WASHINGTON (AP) — The war with Iran is doing collateral damage to the world economy.
The conflict is driving up energy and fertilizer prices; threatening food shortages in poor countries; destabilizing fragile states such as Pakistan; and complicating options for the inflation fighters at central banks like the Federal Reserve.
Causing much of the pain: the Strait of Hormuz — through which a fifth of world’s oil passes — was effectively shut down after the U.S. and Israel launched missile strikes Feb. 28 that killed Iranian leader Ayatollah Ali Khamenei.
“For a long time, the nightmare scenario that deterred the U.S. from even thinking about an attack on Iran and which got them to urge restraint on Israel was that the Iranians would close the Strait of Hormuz,” said Maurice Obstfeld, a senior fellow at the Peterson Institute for International Economics and former chief economist at the International Monetary Fund. “Now we’re in the nightmare scenario.”
With a key shipping route cut off, oil prices have surged — from less than $70 a barrel on Feb. 27 to a peak of nearly $120 early Monday before settling closer to $90. They’ve taken gasoline prices with them.
According to AAA, the average price of U.S. gasoline has shot up to $3.48 a gallon from just under $3 a week ago. Prices could be felt even more significantly in Asia and Europe, which are more dependent on Middle Eastern oil and gas than the United States.
20 million barrels of oil a day go missing
Every 10% increase in oil prices — provided they persist for most of the year — will push up global inflation by 0.4 percentage points and reduce worldwide economic output by as much as 0.2%, said Kristalina Georgieva, managing director of the International Monetary Fund.
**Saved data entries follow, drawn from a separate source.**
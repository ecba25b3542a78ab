//! Domain names for zone apexes and TSIG key names.
//!
//! Equality, ordering and hashing are case-insensitive. Ordering is the
//! canonical DNS order: labels are compared starting from the rightmost one,
//! so a zone tree keyed by `DomainName` groups names under their parents.

use crate::error::{DnsError, Result};
use std::cmp::Ordering;
use std::fmt;
use std::hash::{Hash, Hasher};
use std::str::FromStr;

/// Longest label allowed on the wire
pub const MAX_LABEL_LEN: usize = 63;

/// Longest name allowed on the wire, root label included
pub const MAX_NAME_LEN: usize = 255;

#[derive(Clone, Default)]
pub struct DomainName {
    /// Labels leftmost first, without the root label.
    labels: Vec<Box<[u8]>>,
}

impl DomainName {
    /// The root name `.`
    pub fn root() -> Self {
        Self::default()
    }

    /// Parse a name in presentation format.
    ///
    /// A trailing dot is optional; every name is taken as absolute. `\X`
    /// escapes a single character and `\DDD` a decimal byte value.
    pub fn parse(text: &str) -> Result<Self> {
        if text == "." {
            return Ok(Self::root());
        }
        if text.is_empty() {
            return Err(DnsError::EmptyLabel);
        }

        let bytes = text.as_bytes();
        let mut labels = Vec::new();
        let mut current = Vec::new();
        let mut i = 0;

        while i < bytes.len() {
            match bytes[i] {
                b'.' => {
                    if current.is_empty() {
                        return Err(DnsError::EmptyLabel);
                    }
                    Self::push_label(&mut labels, &mut current)?;
                    i += 1;
                }
                b'\\' => match &bytes[i + 1..] {
                    [a, b, c, ..]
                        if a.is_ascii_digit() && b.is_ascii_digit() && c.is_ascii_digit() =>
                    {
                        let value = u16::from(a - b'0') * 100
                            + u16::from(b - b'0') * 10
                            + u16::from(c - b'0');
                        let value = u8::try_from(value)
                            .map_err(|_| DnsError::InvalidEscape(text.to_string()))?;
                        current.push(value);
                        i += 4;
                    }
                    [a, ..] if !a.is_ascii_digit() => {
                        current.push(*a);
                        i += 2;
                    }
                    _ => return Err(DnsError::InvalidEscape(text.to_string())),
                },
                b => {
                    current.push(b);
                    i += 1;
                }
            }
        }
        if !current.is_empty() {
            Self::push_label(&mut labels, &mut current)?;
        }

        let name = Self { labels };
        if name.wire_len() > MAX_NAME_LEN {
            return Err(DnsError::NameTooLong);
        }
        Ok(name)
    }

    fn push_label(labels: &mut Vec<Box<[u8]>>, current: &mut Vec<u8>) -> Result<()> {
        if current.len() > MAX_LABEL_LEN {
            return Err(DnsError::InvalidLabelLength(current.len()));
        }
        labels.push(std::mem::take(current).into_boxed_slice());
        Ok(())
    }

    /// Read a possibly compressed name from `msg` starting at `start`.
    ///
    /// Returns the name and the offset of the first byte after it in the
    /// uncompressed stream.
    pub fn from_wire(msg: &[u8], start: usize) -> Result<(Self, usize)> {
        let mut labels = Vec::new();
        let mut pos = start;
        let mut end = None;
        let mut wire_len = 1;

        loop {
            let len = usize::from(*msg.get(pos).ok_or(DnsError::BufferTooSmall {
                need: pos + 1,
                have: msg.len(),
            })?);

            match len & 0xC0 {
                0x00 if len == 0 => {
                    pos += 1;
                    break;
                }
                0x00 => {
                    let label = msg
                        .get(pos + 1..pos + 1 + len)
                        .ok_or(DnsError::BufferTooSmall {
                            need: pos + 1 + len,
                            have: msg.len(),
                        })?;
                    wire_len += len + 1;
                    if wire_len > MAX_NAME_LEN {
                        return Err(DnsError::NameTooLong);
                    }
                    labels.push(Box::from(label));
                    pos += 1 + len;
                }
                0xC0 => {
                    let low = usize::from(*msg.get(pos + 1).ok_or(DnsError::BufferTooSmall {
                        need: pos + 2,
                        have: msg.len(),
                    })?);
                    let target = ((len & 0x3F) << 8) | low;
                    if end.is_none() {
                        end = Some(pos + 2);
                    }
                    // Pointers only go backwards; any loop has to pass
                    // through labels and trips the length limit.
                    if target >= pos {
                        return Err(DnsError::BadCompressionPointer(pos));
                    }
                    pos = target;
                }
                _ => return Err(DnsError::InvalidLabelLength(len)),
            }
        }

        Ok((Self { labels }, end.unwrap_or(pos)))
    }

    /// Append the uncompressed wire form, preserving case.
    pub fn compose(&self, buf: &mut Vec<u8>) {
        for label in &self.labels {
            buf.push(label.len() as u8);
            buf.extend_from_slice(label);
        }
        buf.push(0);
    }

    /// Append the canonical wire form: uncompressed, all lowercase.
    pub fn compose_canonical(&self, buf: &mut Vec<u8>) {
        for label in &self.labels {
            buf.push(label.len() as u8);
            buf.extend(label.iter().map(u8::to_ascii_lowercase));
        }
        buf.push(0);
    }

    /// Length of the uncompressed wire form
    pub fn wire_len(&self) -> usize {
        self.labels.iter().map(|l| l.len() + 1).sum::<usize>() + 1
    }

    pub fn label_count(&self) -> usize {
        self.labels.len()
    }

    pub fn is_root(&self) -> bool {
        self.labels.is_empty()
    }

    pub fn labels(&self) -> impl Iterator<Item = &[u8]> {
        self.labels.iter().map(|l| &l[..])
    }
}

fn cmp_label(a: &[u8], b: &[u8]) -> Ordering {
    a.iter()
        .map(u8::to_ascii_lowercase)
        .cmp(b.iter().map(u8::to_ascii_lowercase))
}

impl Ord for DomainName {
    fn cmp(&self, other: &Self) -> Ordering {
        for (a, b) in self.labels.iter().rev().zip(other.labels.iter().rev()) {
            match cmp_label(a, b) {
                Ordering::Equal => continue,
                ord => return ord,
            }
        }
        self.labels.len().cmp(&other.labels.len())
    }
}

impl PartialOrd for DomainName {
    fn partial_cmp(&self, other: &Self) -> Option<Ordering> {
        Some(self.cmp(other))
    }
}

impl PartialEq for DomainName {
    fn eq(&self, other: &Self) -> bool {
        self.cmp(other) == Ordering::Equal
    }
}

impl Eq for DomainName {}

impl Hash for DomainName {
    fn hash<H: Hasher>(&self, state: &mut H) {
        state.write_usize(self.labels.len());
        for label in &self.labels {
            state.write_usize(label.len());
            for byte in label.iter() {
                state.write_u8(byte.to_ascii_lowercase());
            }
        }
    }
}

impl FromStr for DomainName {
    type Err = DnsError;

    fn from_str(s: &str) -> Result<Self> {
        Self::parse(s)
    }
}

impl fmt::Display for DomainName {
    fn fmt(&self, f: &mut fmt::Formatter<'_>) -> fmt::Result {
        if self.labels.is_empty() {
            return f.write_str(".");
        }
        for label in &self.labels {
            for &byte in label.iter() {
                match byte {
                    b'.' | b'\\' => write!(f, "\\{}", byte as char)?,
                    0x21..=0x7E => write!(f, "{}", byte as char)?,
                    _ => write!(f, "\\{:03}", byte)?,
                }
            }
            f.write_str(".")?;
        }
        Ok(())
    }
}

impl fmt::Debug for DomainName {
    fn fmt(&self, f: &mut fmt::Formatter<'_>) -> fmt::Result {
        write!(f, "DomainName({})", self)
    }
}

#[cfg(test)]
mod tests {
    use super::*;
    use std::collections::BTreeSet;

    #[test]
    fn test_parse_and_display() {
        let name = DomainName::parse("www.Example.com").unwrap();
        assert_eq!(name.label_count(), 3);
        assert_eq!(name.to_string(), "www.Example.com.");
        assert_eq!(name, DomainName::parse("WWW.example.COM.").unwrap());

        assert!(DomainName::parse(".").unwrap().is_root());
        assert_eq!(DomainName::root().to_string(), ".");
    }

    #[test]
    fn test_parse_escapes() {
        let name = DomainName::parse("a\\.b.example").unwrap();
        assert_eq!(name.label_count(), 2);
        assert_eq!(name.labels().next().unwrap(), b"a.b");
        assert_eq!(name.to_string(), "a\\.b.example.");

        let name = DomainName::parse("\\065bc.example").unwrap();
        assert_eq!(name.labels().next().unwrap(), b"Abc");

        assert!(DomainName::parse("bad\\999.example").is_err());
        assert!(DomainName::parse("bad\\1").is_err());
    }

    #[test]
    fn test_parse_errors() {
        assert_eq!(DomainName::parse(""), Err(DnsError::EmptyLabel));
        assert_eq!(DomainName::parse("a..b"), Err(DnsError::EmptyLabel));
        let long_label = "x".repeat(64);
        assert_eq!(
            DomainName::parse(&long_label),
            Err(DnsError::InvalidLabelLength(64))
        );
        let long_name = vec!["abcdefghij"; 30].join(".");
        assert_eq!(DomainName::parse(&long_name), Err(DnsError::NameTooLong));
    }

    #[test]
    fn test_canonical_ordering() {
        let names: BTreeSet<DomainName> = ["z.example.", "example.", "a.example.", "example.org.", "B.example."]
            .iter()
            .map(|n| DomainName::parse(n).unwrap())
            .collect();
        let ordered: Vec<String> = names.iter().map(|n| n.to_string().to_lowercase()).collect();
        assert_eq!(
            ordered,
            vec!["example.", "a.example.", "b.example.", "z.example.", "example.org."]
        );
    }

    #[test]
    fn test_wire_with_compression() {
        // "example.com" at offset 0, then "www" + pointer to offset 0
        let mut msg = Vec::new();
        DomainName::parse("example.com").unwrap().compose(&mut msg);
        let second = msg.len();
        msg.extend_from_slice(&[3, b'w', b'w', b'w', 0xC0, 0x00]);

        let (name, end) = DomainName::from_wire(&msg, second).unwrap();
        assert_eq!(name, DomainName::parse("www.example.com").unwrap());
        assert_eq!(end, msg.len());

        let (name, end) = DomainName::from_wire(&msg, 0).unwrap();
        assert_eq!(name.to_string(), "example.com.");
        assert_eq!(end, second);
    }

    #[test]
    fn test_wire_rejects_forward_pointer() {
        let msg = [0xC0, 0x00];
        assert_eq!(
            DomainName::from_wire(&msg, 0),
            Err(DnsError::BadCompressionPointer(0))
        );
        assert!(DomainName::from_wire(&[3, b'a'], 0).is_err());
    }

    #[test]
    fn test_canonical_wire_is_lowercase() {
        let name = DomainName::parse("Key.EXAMPLE").unwrap();
        let mut buf = Vec::new();
        name.compose_canonical(&mut buf);
        assert_eq!(buf, b"\x03key\x07example\x00");
        assert_eq!(buf.len(), name.wire_len());
    }
}
use super::{AclContext, AclEntry};
use crate::query::QueryFacts;
use tracing::debug;

/// Cheap key test run before any cryptography.
///
/// `NOKEY` and `BLOCKED` entries always pass. A keyed entry needs a TSIG
/// record in the request naming the key bound to the entry's definition.
/// The algorithm is checked later, by the authenticator.
pub fn key_matches(entry: &AclEntry, query: &QueryFacts, ctx: &AclContext<'_>) -> bool {
    if entry.is_nokey() || entry.is_blocked() {
        return true;
    }
    if !ctx.capabilities.tsig {
        debug!("keymatch fail tsig support disabled");
        return false;
    }

    let Some(record) = query.tsig().record() else {
        debug!("keymatch fail query has no TSIG");
        return false;
    };

    let Some(tsig_key) = ctx.definition(entry).and_then(|def| def.tsig_key.as_ref()) else {
        debug!("keymatch fail no config");
        return false;
    };

    if record.key_name != *tsig_key.name() {
        debug!("keymatch fail wrong key name");
        return false;
    }
    true
}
“The Strait of Hormuz has to be reopened,” said economist Simon Johnson of the Massachusetts Institute of Technology and recipient of the 2024 Nobel memorial prize in economics. “It’s 20 million barrels of oil a day going through there. There’s no excess capacity anywhere in the world that can fill that gap.”
The world economy has shown it can take a punch, absorbing blows from the Russian invasion of Ukraine four years ago and from President Donald Trump’s massive and unpredictable tariffs in 2025.
Many economists express hope that global commerce can stagger through the latest crisis.
“The world economy has shown itself capable of shaking off significant shocks like broad U.S. tariffs, so there is room for optimism that it will prove resilient to the fallout of the war on Iran,” said Eswar Prasad, professor of trade policy at Cornell University.
Timing is everything
Especially if oil prices can fall back to the $70-to-$80-a-barrel range, wrote economist Neil Shearing of Capital Economics, “the world economy may absorb the shock with less disruption than many fear.”
But a lot of ifs remain.
“The question is how long is it going to go on?” said Johnson, also former IMF chief economist. “It’s hard to see Iran backing down now that it’s announced this new leader” – Mojtaba Khamanei. The son of the slain ayatollah is believed to be even more of hardliner than his father.
Also muddying the outlook for an end to the crisis is uncertainty about what the United States is trying to achieve. “This is all about President Trump,” Johnson said. “It’s not clear when he’s going to declare victory.”
Economic winners and losers
For now, the war is likely to create economic winners and losers.
Energy importers — most of Europe, South Korea, Taiwan, Japan, India and China — will get clobbered by higher prices, Shearing wrote in a commentary for London’s Chatham House think tank.
Pakistan finds itself in an especially bleak position. The South Asian country imports 40% of its energy and relies especially heavily on liquified natural gas from Qatar, supplies of which have been cut off by the conflict. Higher energy prices will squeeze Pakistani families and damage their economy.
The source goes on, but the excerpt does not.